§ WHAT THIS TASK INVOLVES:
Starting at the line that contains "time are pluggable" and ending at the line that contains "change in percent.", the lines below are to be given again exactly, with nothing added.
#####
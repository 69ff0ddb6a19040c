//! Discount tier selection

use fluency_leads_core::{DiscountTier, LeadStatus};

/// Pick the discount tier for a lead status and observed failure rate
///
/// Top-tier leads get the limited-time tier once the failure rate reaches
/// `limited_time_failure_rate`, otherwise the exclusive tier.
pub fn select_discount_tier(
    status: LeadStatus,
    failure_rate: f64,
    limited_time_failure_rate: f64,
) -> DiscountTier {
    if status.is_top_tier() {
        return if failure_rate >= limited_time_failure_rate {
            DiscountTier::LimitedTime
        } else {
            DiscountTier::Exclusive
        };
    }

    match status {
        LeadStatus::Hot => DiscountTier::Premium,
        _ => DiscountTier::Standard,
    }
}
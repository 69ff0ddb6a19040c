//! Core types and traits for the lead scoring engine
//!
//! This crate provides the foundational records shared by every other crate:
//! - Learner profiles (proficiency level, account role)
//! - Raw error events and the per-domain patterns derived from them
//! - Lead scores, offer recommendations and dynamic offers
//! - Coaching session summaries used for conversion detection
//! - Store and clock traits so persistence and time are pluggable
//! - Error types

pub mod conversion;
pub mod error;
pub mod events;
pub mod lead;
pub mod offer;
pub mod profile;
pub mod traits;

pub use conversion::{ConversionAction, ConversionCandidate, SessionSummary};
pub use error::{Error, Result};
pub use events::{ErrorCategory, ErrorEvent, ErrorPattern, DEFAULT_DOMAIN};
pub use lead::{LeadScore, LeadStatus, OfferRecommendation};
pub use offer::{DiscountTier, DynamicOffer, Money, OfferAcceptance, OfferType};
pub use profile::{AccountRole, ProficiencyLevel, UserProfile};

pub use traits::{
    Clock, ErrorHistoryStore, FixedClock, LeadScoreStore, OfferStore, SystemClock,
};
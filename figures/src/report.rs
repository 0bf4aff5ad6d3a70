//! `summary.json` – the numbers behind the figures.

use std::path::Path;

use anyhow::{Context, Result};
use serde::Serialize;
use tracing::info;

/// A class of interest and why it was picked.
#[derive(Debug, Clone, Serialize)]
pub struct ClassSummary {
    pub id: usize,
    pub name: String,
    /// Accuracy change in percent.
    pub delta_pct: f32,
    /// Classes it is most confused with under the geo-prior, `(id, rate)`.
    pub top_confusions: Vec<(usize, f32)>,
    /// Heatmap file name inside the output directory.
    pub heatmap: String,
}

/// The most changed off-diagonal (pairwise) confusion.
#[derive(Debug, Clone, Serialize)]
pub struct PairChange {
    pub a: usize,
    pub b: usize,
    pub delta: f32,
}

#[derive(Debug, Clone, Serialize)]
pub struct ImprovementReport {
    pub dataset: String,
    pub split: String,
    pub num_predictions: usize,
    pub num_classes: usize,
    pub top1_no_prior: f32,
    pub top1_geo_net: f32,
    pub time_of_year: f32,
    pub worst: ClassSummary,
    pub best: ClassSummary,
    pub largest_pair_change: Option<PairChange>,
    /// Accuracy change per class in percent, ascending.
    pub sorted_delta_pct: Vec<f32>,
}

impl ImprovementReport {
    pub fn write(&self, out_path: &Path) -> Result<()> {
        let json = serde_json::to_string_pretty(self).context("Cannot serialise report")?;
        std::fs::write(out_path, json)
            .with_context(|| format!("Cannot write {}", out_path.display()))?;
        info!("Report written to {}", out_path.display());
        Ok(())
    }
}

/// Entry of `diff` with the largest magnitude, ignoring NaN.
pub fn largest_change(diff: &ndarray::Array2<f32>) -> Option<PairChange> {
    diff.indexed_iter()
        .filter(|(_, v)| v.is_finite() && **v != 0.0)
        .max_by(|a, b| a.1.abs().total_cmp(&b.1.abs()))
        .map(|((a, b), &delta)| PairChange { a, b, delta })
}
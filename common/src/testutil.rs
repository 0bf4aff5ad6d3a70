//! `.npy`/`.npz` fixture writers shared by the unit tests of both crates.
//!
//! Compiled for this crate's own tests and, through the `test-util`
//! feature, for downstream dev-dependencies.

use std::fs::File;
use std::io::Write;
use std::path::{Path, PathBuf};

use ndarray::{Array, Dimension};
use ndarray_npy::{WritableElement, WriteNpyExt};

/// Scratch directory `<tmp>/geoprior_test/<sub>`, created if absent.
pub fn temp_dir(sub: &str) -> PathBuf {
    let dir = std::env::temp_dir().join("geoprior_test").join(sub);
    std::fs::create_dir_all(&dir).unwrap();
    dir
}

pub fn npy_bytes<A: WritableElement, D: Dimension>(arr: &Array<A, D>) -> Vec<u8> {
    let mut buf = Vec::new();
    arr.write_npy(&mut buf).unwrap();
    buf
}

/// Build a v1 `.npy` blob holding a 0-d unicode string.
pub fn unicode_scalar_npy(text: &str) -> Vec<u8> {
    let width = text.chars().count();
    let mut header = format!("{{'descr': '<U{width}', 'fortran_order': False, 'shape': (), }}");
    // Pad so that magic + version + len + header is a multiple of 64.
    while (10 + header.len() + 1) % 64 != 0 {
        header.push(' ');
    }
    header.push('\n');

    let mut out = Vec::new();
    out.extend_from_slice(b"\x93NUMPY");
    out.extend_from_slice(&[1, 0]);
    out.extend_from_slice(&(header.len() as u16).to_le_bytes());
    out.extend_from_slice(header.as_bytes());
    for c in text.chars() {
        out.extend_from_slice(&(c as u32).to_le_bytes());
    }
    out
}

/// Write `(name, npy bytes)` pairs into an uncompressed `.npz`.
pub fn write_npz(path: &Path, entries: &[(&str, Vec<u8>)]) {
    let file = File::create(path).unwrap();
    let mut zip = zip::ZipWriter::new(file);
    let options = zip::write::SimpleFileOptions::default()
        .compression_method(zip::CompressionMethod::Stored);
    for (name, bytes) in entries {
        zip.start_file(format!("{name}.npy"), options).unwrap();
        zip.write_all(bytes).unwrap();
    }
    zip.finish().unwrap();
}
#####
§ EXERCISE SOLUTION:
//! - Store and clock traits so persistence and time are pluggable
//! - Error types

pub mod conversion;
pub mod error;
pub mod events;
pub mod lead;
pub mod offer;
pub mod profile;
pub mod traits;

pub use conversion::{ConversionAction, ConversionCandidate, SessionSummary};
pub use error::{Error, Result};
pub use events::{ErrorCategory, ErrorEvent, ErrorPattern, DEFAULT_DOMAIN};
pub use lead::{LeadScore, LeadStatus, OfferRecommendation};
pub use offer::{DiscountTier, DynamicOffer, Money, OfferAcceptance, OfferType};
pub use profile::{AccountRole, ProficiencyLevel, UserProfile};

pub use traits::{
    Clock, ErrorHistoryStore, FixedClock, LeadScoreStore, OfferStore, SystemClock,
};
filename figures/src/report.rs
repository 0bf4aff5ad6d3a70
//! `summary.json` – the numbers behind the figures.

use std::path::Path;

use anyhow::{Context, Result};
use serde::Serialize;
use tracing::info;

/// A class of interest and why it was picked.
#[derive(Debug, Clone, Serialize)]
pub struct ClassSummary {
    pub id: usize,
    pub name: String,
    /// Accuracy change in percent.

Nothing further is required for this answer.